WORK ITEM: Which lines of the entries contain the string "examiner"? Please find them and copy them.

RECORDS SHOWN:
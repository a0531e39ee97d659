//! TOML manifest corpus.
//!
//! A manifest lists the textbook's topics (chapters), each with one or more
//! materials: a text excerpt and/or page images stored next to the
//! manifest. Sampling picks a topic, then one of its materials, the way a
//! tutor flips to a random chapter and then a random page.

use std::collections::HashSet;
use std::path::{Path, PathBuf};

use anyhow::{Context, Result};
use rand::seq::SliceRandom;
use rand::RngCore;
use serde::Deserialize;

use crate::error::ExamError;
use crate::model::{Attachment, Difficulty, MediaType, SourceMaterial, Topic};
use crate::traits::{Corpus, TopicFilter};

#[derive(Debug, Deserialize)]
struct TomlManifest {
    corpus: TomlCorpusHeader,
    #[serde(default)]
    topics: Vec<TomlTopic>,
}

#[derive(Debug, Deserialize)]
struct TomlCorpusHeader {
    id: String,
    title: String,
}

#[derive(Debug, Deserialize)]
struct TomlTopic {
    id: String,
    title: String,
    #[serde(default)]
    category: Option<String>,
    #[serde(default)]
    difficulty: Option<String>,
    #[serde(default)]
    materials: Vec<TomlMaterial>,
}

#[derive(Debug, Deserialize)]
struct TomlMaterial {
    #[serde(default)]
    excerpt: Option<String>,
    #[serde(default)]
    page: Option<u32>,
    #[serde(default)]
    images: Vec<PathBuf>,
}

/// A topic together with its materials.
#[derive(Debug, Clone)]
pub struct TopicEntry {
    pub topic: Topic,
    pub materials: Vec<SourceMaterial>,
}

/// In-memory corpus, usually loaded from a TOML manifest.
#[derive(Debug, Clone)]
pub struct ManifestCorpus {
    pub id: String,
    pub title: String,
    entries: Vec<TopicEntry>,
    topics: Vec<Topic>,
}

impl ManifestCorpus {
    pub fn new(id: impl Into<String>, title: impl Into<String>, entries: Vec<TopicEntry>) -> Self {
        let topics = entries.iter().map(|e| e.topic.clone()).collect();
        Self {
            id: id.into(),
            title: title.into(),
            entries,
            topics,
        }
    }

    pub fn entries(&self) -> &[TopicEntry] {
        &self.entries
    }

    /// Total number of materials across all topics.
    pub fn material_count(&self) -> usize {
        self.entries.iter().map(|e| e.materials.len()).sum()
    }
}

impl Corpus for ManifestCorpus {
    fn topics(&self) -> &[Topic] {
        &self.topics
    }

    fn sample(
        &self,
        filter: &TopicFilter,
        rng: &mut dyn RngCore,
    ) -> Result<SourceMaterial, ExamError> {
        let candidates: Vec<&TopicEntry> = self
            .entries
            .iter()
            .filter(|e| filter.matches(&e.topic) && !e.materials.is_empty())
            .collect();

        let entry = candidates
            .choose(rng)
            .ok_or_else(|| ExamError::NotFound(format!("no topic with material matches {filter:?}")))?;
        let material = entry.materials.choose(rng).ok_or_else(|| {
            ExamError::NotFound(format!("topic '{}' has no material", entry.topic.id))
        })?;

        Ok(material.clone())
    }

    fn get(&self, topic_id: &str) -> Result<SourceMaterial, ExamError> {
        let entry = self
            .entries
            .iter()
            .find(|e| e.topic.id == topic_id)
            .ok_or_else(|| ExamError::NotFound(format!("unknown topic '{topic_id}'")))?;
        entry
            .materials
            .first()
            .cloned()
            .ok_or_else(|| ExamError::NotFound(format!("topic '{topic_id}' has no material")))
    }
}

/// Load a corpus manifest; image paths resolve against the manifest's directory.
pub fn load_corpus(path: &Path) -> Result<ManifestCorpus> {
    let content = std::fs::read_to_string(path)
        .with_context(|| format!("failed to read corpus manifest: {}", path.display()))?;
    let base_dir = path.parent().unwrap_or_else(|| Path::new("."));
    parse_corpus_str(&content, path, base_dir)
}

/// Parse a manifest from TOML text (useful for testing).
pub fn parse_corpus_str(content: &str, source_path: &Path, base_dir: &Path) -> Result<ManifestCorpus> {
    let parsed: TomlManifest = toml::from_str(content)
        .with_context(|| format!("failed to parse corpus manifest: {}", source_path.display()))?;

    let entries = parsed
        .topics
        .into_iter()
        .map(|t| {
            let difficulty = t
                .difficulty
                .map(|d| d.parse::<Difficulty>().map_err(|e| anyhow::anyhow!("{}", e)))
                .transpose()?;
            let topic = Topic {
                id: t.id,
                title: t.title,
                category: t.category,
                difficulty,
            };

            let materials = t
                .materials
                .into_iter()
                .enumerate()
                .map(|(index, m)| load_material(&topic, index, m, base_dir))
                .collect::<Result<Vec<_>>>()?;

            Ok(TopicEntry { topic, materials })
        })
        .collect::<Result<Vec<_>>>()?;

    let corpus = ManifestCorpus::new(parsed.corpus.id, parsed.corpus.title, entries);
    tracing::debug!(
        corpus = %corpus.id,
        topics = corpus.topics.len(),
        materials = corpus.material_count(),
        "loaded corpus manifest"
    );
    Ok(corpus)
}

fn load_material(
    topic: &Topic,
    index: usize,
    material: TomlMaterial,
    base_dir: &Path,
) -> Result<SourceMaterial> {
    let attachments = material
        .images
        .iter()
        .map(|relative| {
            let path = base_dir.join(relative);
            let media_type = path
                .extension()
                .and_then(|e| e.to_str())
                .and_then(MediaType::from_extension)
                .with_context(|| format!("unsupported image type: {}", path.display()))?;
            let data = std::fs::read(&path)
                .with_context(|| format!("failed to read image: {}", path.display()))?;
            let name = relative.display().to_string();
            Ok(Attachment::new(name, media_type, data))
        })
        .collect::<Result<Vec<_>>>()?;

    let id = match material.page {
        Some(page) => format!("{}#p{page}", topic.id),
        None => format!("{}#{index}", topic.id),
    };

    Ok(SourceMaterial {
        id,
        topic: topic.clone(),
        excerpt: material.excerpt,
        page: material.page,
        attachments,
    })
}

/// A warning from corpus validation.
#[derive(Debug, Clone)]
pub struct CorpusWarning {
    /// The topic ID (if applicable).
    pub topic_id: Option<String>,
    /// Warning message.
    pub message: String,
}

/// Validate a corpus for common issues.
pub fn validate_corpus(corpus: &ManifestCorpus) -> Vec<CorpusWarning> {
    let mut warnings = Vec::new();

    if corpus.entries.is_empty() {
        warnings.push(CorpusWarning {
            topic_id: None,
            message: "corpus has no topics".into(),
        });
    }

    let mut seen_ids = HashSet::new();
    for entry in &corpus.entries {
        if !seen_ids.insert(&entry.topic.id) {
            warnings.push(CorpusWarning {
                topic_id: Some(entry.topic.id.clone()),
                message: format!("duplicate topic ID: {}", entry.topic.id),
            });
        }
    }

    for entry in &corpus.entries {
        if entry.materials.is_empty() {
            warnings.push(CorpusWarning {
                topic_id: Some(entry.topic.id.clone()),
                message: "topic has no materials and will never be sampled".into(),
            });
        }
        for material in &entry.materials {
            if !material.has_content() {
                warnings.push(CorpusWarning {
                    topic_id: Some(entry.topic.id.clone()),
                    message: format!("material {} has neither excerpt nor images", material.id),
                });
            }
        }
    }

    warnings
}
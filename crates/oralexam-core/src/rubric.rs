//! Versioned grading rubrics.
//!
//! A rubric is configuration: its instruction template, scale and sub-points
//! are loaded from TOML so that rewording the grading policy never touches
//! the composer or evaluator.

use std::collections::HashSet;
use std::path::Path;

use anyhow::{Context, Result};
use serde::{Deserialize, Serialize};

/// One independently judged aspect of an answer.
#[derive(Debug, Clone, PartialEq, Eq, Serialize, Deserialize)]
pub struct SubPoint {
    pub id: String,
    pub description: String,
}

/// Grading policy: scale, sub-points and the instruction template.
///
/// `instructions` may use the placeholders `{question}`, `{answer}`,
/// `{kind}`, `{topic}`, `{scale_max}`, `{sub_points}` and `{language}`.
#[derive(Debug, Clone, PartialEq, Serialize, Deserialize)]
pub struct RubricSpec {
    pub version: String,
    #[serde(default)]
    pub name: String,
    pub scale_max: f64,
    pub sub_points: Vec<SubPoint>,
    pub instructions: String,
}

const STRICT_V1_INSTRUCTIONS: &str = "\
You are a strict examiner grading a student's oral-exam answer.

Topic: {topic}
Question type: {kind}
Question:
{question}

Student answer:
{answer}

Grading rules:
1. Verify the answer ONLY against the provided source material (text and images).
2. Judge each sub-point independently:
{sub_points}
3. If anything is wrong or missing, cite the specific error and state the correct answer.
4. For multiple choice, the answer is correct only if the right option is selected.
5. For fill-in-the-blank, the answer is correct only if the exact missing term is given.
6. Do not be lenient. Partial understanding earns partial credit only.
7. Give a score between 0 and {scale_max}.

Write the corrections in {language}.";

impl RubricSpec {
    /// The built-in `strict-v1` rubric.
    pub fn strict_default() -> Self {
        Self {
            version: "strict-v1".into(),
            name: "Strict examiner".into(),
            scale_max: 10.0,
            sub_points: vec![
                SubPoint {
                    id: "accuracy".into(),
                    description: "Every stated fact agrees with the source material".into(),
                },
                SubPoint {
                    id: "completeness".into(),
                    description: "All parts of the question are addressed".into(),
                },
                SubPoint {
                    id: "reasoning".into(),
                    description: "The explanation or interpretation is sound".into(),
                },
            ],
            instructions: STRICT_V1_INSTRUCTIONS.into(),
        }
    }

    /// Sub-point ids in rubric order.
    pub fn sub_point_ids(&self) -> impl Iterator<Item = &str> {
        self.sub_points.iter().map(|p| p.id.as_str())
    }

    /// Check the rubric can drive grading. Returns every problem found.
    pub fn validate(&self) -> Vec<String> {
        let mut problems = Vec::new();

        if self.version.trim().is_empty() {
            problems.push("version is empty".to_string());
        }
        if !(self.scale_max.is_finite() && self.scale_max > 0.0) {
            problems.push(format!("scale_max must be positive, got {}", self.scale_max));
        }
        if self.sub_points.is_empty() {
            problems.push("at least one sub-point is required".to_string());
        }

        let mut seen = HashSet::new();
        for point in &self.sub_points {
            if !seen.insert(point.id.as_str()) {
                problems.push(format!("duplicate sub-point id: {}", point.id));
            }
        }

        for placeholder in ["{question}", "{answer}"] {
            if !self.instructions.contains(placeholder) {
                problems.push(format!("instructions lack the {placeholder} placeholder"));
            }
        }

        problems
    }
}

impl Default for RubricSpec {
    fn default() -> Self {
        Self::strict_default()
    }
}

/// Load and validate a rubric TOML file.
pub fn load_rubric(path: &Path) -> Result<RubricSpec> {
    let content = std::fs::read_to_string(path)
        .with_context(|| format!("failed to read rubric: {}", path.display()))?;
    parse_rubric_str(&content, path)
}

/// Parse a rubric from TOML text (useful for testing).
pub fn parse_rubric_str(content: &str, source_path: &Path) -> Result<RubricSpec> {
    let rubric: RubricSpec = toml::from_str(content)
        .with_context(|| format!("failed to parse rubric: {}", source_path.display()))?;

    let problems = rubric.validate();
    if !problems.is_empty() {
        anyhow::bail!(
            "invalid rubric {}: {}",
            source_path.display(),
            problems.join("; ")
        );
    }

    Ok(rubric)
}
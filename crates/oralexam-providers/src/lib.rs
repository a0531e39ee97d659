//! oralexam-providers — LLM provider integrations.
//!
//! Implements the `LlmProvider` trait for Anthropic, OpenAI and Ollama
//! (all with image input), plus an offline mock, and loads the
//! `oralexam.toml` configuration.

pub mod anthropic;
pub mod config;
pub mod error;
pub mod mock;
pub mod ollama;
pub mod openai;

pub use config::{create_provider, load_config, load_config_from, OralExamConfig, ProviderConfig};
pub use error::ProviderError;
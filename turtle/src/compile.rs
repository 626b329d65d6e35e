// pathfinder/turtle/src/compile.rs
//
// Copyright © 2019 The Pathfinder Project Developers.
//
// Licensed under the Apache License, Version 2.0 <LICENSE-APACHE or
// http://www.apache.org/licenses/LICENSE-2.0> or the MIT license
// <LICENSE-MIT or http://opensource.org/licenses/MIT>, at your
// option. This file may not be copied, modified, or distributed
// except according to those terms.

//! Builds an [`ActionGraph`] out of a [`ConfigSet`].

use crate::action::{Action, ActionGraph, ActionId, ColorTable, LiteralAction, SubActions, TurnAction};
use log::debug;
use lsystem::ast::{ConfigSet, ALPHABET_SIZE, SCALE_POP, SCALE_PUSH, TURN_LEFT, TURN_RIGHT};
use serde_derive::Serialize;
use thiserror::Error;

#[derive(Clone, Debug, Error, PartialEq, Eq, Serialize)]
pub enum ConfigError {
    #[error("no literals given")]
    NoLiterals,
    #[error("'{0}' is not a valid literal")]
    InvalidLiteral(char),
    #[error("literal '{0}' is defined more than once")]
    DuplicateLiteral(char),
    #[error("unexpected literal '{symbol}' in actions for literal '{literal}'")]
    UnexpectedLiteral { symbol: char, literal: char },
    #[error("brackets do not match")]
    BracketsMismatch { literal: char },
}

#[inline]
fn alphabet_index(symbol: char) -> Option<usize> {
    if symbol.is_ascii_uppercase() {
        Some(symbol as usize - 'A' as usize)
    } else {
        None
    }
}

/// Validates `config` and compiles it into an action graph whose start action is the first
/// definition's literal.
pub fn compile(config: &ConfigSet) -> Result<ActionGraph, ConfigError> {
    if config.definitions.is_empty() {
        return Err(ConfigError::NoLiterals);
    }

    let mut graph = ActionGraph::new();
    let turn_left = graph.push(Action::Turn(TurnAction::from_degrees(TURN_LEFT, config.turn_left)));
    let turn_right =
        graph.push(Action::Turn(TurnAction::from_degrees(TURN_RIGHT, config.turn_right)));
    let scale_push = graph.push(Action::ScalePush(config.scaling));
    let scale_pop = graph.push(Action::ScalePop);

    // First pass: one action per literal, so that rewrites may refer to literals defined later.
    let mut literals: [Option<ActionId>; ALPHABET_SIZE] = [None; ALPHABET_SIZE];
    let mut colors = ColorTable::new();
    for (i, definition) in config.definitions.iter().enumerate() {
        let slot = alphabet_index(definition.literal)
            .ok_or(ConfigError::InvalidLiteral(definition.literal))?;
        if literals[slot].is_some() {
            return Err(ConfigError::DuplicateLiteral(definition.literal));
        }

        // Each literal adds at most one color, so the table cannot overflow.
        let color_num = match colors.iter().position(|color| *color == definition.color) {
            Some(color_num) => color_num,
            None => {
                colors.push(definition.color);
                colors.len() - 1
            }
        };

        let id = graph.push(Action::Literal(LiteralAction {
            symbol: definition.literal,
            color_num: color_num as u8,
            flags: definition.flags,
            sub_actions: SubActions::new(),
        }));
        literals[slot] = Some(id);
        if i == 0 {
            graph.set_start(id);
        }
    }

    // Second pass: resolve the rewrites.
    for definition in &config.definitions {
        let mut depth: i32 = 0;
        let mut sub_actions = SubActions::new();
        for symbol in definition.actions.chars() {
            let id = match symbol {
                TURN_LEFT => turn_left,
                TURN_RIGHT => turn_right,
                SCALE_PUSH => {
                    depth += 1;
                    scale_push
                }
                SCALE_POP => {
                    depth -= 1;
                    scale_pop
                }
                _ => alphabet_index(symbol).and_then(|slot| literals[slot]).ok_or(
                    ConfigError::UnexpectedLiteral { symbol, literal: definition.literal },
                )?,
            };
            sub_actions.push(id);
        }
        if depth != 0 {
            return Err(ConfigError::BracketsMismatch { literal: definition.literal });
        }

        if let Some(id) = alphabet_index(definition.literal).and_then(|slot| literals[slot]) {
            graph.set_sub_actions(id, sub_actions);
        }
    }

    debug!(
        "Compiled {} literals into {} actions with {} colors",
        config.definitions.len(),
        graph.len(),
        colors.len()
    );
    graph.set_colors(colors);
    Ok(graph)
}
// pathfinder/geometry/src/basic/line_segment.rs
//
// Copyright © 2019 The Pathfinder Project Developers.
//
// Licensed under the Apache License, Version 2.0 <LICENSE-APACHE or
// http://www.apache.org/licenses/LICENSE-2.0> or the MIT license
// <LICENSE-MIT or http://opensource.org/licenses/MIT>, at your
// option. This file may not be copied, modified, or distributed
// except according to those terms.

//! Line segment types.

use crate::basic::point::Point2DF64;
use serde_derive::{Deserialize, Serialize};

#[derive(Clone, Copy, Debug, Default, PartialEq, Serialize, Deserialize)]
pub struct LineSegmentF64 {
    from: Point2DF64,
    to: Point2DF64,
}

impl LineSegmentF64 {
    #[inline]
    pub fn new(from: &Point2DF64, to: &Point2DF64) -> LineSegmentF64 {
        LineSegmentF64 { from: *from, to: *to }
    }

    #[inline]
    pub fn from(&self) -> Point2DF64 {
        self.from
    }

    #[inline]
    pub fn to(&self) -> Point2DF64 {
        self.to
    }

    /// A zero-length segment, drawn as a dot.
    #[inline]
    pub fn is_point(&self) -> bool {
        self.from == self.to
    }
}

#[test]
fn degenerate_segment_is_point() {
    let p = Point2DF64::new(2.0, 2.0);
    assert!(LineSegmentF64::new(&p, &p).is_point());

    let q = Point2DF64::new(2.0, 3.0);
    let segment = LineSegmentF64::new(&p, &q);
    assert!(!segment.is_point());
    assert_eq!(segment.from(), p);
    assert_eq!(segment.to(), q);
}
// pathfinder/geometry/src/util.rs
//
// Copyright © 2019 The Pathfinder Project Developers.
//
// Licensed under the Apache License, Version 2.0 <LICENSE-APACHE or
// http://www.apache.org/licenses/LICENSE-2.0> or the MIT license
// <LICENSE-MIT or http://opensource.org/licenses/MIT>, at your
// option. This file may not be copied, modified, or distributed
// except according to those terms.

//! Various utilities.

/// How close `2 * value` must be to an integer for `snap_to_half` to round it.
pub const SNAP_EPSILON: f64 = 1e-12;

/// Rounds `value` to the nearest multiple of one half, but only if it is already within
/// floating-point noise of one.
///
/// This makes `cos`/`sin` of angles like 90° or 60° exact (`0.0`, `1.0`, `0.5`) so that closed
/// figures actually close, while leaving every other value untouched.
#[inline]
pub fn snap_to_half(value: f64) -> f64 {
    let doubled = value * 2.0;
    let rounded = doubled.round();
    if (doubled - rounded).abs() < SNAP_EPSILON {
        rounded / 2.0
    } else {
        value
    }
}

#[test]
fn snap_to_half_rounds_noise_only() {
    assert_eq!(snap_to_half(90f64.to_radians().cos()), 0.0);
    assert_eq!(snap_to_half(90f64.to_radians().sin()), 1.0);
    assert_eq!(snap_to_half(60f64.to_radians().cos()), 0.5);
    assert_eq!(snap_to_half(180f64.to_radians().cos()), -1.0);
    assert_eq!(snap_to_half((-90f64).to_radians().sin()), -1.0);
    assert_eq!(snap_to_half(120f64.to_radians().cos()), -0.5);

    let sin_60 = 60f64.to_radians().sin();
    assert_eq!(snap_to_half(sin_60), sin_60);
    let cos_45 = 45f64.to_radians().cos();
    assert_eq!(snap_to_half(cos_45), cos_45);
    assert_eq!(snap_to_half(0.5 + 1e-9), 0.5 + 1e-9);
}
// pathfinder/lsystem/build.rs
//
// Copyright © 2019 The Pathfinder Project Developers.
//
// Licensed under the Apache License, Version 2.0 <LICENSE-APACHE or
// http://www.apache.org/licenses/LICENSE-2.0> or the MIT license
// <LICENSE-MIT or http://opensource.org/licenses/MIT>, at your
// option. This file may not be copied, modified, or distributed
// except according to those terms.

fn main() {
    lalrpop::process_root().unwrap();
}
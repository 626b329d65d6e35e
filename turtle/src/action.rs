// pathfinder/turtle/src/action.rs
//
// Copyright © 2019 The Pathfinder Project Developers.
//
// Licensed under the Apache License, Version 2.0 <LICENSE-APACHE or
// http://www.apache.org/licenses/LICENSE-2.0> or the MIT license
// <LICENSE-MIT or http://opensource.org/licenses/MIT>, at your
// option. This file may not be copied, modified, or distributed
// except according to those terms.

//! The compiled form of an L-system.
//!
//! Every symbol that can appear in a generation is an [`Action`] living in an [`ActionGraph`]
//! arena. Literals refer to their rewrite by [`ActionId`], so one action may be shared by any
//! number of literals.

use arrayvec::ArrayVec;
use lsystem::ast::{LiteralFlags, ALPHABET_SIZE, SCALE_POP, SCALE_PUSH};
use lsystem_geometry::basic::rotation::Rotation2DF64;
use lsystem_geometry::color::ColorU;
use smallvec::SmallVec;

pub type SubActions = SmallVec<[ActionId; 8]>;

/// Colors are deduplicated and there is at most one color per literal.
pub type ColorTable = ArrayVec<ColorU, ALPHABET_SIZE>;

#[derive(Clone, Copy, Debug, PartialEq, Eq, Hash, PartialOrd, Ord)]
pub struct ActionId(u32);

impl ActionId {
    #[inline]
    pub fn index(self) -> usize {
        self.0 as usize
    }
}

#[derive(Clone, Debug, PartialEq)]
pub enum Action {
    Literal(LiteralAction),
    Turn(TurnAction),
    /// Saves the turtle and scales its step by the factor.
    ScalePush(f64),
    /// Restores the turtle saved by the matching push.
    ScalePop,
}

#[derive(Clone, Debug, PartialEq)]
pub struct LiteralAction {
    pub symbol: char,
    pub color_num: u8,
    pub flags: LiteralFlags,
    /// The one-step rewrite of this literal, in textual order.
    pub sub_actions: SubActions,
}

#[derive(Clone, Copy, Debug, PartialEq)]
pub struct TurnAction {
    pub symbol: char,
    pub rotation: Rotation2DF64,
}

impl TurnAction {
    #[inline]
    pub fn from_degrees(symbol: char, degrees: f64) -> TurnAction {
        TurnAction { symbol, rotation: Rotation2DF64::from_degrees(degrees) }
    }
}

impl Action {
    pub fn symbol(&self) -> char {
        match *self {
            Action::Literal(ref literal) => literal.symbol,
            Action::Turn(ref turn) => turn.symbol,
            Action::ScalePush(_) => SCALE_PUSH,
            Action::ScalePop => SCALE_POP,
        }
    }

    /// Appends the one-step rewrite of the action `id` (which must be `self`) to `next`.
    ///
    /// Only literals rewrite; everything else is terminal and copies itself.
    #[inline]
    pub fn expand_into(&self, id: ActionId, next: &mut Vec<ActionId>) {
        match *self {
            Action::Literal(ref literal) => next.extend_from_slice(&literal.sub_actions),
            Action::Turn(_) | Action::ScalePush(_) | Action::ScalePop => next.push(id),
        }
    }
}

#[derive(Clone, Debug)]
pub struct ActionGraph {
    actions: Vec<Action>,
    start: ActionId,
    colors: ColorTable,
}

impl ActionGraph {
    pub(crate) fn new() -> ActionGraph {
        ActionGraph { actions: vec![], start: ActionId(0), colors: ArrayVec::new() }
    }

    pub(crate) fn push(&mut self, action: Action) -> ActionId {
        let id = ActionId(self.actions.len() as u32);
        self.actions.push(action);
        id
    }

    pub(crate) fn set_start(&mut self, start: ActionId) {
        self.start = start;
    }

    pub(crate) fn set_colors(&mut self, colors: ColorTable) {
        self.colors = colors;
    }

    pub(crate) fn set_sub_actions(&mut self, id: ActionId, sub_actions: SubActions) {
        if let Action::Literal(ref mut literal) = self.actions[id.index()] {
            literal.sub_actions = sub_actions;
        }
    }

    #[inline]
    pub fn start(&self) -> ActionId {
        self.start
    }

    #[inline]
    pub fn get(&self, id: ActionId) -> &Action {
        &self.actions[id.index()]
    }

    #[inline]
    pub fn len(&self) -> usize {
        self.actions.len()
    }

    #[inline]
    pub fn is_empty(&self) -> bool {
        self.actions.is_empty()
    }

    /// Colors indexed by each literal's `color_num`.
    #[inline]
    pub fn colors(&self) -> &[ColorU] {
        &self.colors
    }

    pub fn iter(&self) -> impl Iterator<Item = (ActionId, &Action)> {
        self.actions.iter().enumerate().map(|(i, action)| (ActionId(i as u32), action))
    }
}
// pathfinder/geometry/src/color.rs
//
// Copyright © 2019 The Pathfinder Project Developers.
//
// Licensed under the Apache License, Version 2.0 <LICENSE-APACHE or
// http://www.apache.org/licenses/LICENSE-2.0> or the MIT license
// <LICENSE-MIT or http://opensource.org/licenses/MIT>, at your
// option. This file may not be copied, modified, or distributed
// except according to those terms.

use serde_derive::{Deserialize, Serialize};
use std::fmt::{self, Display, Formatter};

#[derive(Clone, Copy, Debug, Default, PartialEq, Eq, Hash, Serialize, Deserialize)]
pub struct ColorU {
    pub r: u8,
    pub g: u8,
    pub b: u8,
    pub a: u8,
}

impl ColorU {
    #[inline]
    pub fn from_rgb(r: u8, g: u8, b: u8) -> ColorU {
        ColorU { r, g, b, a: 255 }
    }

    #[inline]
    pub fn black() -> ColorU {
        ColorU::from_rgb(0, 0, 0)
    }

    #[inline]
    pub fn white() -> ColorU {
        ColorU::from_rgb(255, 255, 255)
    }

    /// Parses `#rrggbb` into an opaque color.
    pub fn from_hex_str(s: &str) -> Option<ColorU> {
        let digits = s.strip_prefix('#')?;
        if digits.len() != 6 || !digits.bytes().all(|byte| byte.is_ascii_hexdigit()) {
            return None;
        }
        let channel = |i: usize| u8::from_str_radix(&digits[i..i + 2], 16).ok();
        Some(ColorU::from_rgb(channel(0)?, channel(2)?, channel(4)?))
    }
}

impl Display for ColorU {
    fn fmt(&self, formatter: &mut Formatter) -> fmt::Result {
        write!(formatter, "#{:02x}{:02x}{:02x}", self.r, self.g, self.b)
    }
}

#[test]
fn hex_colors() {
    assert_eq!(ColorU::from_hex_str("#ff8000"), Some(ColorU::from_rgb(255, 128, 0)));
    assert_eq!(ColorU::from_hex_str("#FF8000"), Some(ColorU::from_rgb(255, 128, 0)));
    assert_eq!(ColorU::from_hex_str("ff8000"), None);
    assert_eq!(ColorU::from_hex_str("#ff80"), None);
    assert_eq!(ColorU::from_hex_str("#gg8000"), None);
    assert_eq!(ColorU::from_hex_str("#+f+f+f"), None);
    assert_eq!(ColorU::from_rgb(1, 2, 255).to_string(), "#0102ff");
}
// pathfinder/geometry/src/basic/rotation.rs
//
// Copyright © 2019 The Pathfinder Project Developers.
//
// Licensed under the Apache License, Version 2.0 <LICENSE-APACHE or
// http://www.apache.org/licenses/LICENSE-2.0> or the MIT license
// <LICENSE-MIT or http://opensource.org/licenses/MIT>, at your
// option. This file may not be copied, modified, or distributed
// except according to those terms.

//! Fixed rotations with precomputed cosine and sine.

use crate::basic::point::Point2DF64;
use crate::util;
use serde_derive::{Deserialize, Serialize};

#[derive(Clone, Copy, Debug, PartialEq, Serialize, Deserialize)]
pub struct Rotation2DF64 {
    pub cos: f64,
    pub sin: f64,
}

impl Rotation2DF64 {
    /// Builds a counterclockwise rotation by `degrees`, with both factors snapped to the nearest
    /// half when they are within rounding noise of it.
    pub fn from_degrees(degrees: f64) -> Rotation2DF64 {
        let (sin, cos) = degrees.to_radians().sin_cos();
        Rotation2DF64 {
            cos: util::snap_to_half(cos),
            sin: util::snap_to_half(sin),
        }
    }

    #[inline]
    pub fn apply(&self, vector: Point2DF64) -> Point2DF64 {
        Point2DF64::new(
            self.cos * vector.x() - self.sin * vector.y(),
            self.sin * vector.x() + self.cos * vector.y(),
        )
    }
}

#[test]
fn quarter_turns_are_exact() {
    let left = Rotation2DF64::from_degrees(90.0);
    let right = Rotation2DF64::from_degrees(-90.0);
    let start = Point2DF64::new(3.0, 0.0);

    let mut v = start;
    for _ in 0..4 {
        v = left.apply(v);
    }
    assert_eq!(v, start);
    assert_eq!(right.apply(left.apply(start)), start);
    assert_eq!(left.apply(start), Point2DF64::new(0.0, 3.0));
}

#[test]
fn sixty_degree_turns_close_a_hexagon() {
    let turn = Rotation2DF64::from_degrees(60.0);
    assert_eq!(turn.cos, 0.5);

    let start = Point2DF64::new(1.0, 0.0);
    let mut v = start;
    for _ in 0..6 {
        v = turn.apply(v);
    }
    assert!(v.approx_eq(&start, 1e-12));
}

ANSWER TO THIS PROBLEM:
You are a strict examiner grading a student's oral-exam answer.
            name: "Strict examiner".into(),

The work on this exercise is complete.